Activity: Transcribe, word for word and without additions, each line below from the one containing "assert_eq!(stored.change_amount, Money::from_rupiah(14_000));" through the one containing "let listed = repo.list(&DateWindow::unbounded()).await.unwrap();", both ends included.

Data items:
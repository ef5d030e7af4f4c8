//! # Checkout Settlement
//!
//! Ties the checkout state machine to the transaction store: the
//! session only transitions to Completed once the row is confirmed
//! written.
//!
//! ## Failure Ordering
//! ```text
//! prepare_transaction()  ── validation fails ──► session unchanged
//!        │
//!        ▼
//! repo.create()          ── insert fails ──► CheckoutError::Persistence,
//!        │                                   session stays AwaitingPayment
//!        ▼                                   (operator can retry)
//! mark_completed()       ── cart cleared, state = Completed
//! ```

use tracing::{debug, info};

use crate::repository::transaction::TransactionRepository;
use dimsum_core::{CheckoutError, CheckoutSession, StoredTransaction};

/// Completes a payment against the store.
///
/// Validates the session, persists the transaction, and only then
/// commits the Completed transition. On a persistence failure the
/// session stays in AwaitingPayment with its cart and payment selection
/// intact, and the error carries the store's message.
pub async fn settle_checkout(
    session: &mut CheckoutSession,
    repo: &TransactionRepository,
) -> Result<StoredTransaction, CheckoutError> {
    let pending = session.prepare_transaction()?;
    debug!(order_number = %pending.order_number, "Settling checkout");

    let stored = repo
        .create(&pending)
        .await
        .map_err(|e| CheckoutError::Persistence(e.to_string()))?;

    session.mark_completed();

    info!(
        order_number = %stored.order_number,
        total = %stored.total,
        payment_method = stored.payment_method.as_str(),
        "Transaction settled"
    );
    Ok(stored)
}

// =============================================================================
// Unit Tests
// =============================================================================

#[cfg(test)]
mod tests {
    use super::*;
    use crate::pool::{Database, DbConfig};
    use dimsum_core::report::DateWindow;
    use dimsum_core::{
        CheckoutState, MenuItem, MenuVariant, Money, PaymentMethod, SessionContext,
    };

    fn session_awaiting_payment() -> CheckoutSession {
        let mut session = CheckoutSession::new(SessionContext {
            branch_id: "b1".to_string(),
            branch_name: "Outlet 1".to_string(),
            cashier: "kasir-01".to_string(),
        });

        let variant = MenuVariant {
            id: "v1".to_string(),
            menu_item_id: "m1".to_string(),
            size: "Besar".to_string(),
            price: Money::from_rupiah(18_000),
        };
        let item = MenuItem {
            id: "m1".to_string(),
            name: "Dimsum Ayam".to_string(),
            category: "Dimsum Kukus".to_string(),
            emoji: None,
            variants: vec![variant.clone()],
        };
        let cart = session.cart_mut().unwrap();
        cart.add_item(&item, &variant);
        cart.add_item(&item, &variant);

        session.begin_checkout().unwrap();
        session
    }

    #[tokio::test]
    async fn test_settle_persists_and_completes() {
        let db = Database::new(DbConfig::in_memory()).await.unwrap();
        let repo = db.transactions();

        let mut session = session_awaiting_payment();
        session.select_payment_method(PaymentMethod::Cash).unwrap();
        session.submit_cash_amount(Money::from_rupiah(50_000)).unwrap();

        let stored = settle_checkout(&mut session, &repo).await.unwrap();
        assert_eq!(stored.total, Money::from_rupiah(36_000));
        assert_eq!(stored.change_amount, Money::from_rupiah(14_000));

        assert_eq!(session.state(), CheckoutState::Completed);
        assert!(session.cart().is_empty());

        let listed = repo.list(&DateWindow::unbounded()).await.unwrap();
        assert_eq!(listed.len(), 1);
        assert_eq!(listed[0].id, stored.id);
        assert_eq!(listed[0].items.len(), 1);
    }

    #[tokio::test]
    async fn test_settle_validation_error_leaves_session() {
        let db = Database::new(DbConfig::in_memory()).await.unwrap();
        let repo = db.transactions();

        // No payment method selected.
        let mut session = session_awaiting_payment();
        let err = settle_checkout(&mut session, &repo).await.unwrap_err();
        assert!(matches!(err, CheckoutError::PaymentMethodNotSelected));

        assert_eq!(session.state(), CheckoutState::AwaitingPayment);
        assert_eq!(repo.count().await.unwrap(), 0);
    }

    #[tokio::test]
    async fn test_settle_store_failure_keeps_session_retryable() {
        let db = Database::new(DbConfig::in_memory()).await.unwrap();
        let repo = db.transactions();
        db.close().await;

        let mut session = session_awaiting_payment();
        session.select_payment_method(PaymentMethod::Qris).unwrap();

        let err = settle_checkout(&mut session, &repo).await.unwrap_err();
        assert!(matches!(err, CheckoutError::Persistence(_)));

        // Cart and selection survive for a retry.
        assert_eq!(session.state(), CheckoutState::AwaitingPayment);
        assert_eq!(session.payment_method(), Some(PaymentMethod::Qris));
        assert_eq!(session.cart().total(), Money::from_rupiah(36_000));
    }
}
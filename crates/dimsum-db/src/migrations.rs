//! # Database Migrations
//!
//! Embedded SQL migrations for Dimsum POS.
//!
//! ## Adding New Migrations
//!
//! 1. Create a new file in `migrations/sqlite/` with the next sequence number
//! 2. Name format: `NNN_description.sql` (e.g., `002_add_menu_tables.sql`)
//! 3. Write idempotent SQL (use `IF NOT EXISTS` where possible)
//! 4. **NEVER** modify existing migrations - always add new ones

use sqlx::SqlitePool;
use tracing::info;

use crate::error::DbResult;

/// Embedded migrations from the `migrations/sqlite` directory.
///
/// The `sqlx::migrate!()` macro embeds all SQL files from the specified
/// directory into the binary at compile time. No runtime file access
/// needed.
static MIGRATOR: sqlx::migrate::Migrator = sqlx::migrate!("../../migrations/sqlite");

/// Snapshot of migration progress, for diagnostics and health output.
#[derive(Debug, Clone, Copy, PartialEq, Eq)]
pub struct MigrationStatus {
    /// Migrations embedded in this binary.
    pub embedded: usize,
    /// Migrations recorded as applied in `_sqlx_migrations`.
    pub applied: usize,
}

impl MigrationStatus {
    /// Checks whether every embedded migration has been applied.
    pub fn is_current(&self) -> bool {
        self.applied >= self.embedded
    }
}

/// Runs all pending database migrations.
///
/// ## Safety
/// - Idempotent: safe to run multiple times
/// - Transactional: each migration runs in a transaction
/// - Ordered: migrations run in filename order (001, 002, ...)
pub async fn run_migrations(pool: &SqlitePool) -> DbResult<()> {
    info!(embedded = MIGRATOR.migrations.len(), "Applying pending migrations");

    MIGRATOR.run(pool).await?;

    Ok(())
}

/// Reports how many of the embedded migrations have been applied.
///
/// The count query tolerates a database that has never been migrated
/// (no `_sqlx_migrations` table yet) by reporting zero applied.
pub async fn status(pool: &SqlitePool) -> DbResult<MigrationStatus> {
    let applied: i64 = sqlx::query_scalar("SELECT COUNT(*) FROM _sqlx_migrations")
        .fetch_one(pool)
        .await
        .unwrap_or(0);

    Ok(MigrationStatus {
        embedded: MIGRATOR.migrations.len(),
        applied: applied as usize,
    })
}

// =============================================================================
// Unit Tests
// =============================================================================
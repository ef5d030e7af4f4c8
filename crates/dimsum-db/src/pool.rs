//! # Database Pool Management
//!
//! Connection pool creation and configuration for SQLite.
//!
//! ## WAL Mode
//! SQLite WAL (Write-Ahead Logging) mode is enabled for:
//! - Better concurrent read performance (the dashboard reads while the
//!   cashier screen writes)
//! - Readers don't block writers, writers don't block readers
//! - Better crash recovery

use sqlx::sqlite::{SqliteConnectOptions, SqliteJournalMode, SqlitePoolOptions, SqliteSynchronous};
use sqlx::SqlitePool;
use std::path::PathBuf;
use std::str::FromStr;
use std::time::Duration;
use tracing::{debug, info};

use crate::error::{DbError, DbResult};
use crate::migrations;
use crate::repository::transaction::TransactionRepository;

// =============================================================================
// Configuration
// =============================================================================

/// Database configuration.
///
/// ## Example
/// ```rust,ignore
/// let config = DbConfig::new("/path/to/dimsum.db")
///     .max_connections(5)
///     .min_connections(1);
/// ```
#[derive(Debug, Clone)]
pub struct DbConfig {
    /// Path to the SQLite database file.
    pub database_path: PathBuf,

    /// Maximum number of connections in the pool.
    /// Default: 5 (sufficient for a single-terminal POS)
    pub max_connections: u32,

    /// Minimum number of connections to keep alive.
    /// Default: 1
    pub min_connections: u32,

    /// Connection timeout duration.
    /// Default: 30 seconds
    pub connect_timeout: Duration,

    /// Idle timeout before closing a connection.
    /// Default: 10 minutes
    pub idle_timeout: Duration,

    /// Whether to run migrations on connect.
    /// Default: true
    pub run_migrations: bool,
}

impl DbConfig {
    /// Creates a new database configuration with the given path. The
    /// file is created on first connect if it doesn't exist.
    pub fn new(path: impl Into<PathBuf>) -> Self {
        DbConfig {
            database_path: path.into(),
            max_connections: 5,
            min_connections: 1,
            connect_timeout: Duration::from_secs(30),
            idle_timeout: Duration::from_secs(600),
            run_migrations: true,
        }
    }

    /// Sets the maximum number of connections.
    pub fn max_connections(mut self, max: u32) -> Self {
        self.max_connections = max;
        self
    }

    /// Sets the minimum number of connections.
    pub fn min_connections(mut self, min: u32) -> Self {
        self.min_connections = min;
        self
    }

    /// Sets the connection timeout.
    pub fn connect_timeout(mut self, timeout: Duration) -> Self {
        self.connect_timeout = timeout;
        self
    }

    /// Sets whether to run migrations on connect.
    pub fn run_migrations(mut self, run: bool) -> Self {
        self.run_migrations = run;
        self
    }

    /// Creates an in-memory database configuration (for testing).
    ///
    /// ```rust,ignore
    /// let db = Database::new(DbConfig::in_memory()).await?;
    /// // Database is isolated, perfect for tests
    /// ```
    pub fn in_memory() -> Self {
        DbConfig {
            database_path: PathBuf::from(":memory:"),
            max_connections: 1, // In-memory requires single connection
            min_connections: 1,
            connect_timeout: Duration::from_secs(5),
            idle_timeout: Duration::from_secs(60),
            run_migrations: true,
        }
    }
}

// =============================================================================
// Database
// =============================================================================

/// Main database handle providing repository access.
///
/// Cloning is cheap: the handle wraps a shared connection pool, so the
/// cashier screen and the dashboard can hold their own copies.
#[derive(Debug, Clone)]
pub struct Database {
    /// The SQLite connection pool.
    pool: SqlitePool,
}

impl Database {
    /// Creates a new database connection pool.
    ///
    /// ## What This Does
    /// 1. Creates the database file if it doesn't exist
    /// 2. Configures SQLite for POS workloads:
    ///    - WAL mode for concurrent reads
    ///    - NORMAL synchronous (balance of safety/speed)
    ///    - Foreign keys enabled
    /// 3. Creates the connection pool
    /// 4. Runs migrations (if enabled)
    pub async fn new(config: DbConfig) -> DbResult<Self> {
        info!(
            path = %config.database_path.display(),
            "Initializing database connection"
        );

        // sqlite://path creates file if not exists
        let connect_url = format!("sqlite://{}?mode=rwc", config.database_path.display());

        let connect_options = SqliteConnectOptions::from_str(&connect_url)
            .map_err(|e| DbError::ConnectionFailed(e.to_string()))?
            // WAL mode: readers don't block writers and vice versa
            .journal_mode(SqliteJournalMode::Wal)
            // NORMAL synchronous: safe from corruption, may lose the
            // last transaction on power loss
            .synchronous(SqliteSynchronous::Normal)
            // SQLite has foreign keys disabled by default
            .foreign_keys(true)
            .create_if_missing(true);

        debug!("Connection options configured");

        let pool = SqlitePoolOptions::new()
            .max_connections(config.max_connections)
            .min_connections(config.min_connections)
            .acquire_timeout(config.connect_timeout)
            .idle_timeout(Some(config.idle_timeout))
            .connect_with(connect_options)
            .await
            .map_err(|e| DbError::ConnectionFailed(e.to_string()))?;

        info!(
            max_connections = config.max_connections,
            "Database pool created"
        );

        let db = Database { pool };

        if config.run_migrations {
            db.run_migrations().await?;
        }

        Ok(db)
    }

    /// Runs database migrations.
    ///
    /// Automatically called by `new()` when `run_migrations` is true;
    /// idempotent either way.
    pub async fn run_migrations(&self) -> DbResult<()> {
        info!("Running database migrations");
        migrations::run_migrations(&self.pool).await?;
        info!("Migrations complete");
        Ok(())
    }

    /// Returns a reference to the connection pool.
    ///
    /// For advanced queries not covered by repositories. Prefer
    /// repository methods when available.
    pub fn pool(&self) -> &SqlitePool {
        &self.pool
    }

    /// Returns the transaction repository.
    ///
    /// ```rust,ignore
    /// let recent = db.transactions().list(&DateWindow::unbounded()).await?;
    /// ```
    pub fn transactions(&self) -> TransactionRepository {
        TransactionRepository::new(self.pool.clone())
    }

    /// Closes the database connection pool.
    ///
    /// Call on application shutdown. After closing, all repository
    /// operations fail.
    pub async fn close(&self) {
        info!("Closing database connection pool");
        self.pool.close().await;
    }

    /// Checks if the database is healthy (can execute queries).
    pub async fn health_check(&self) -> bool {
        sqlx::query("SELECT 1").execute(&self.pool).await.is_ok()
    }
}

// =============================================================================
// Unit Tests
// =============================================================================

Answer box:
        assert_eq!(stored.change_amount, Money::from_rupiah(14_000));

        assert_eq!(session.state(), CheckoutState::Completed);
        assert!(session.cart().is_empty());

        let listed = repo.list(&DateWindow::unbounded()).await.unwrap();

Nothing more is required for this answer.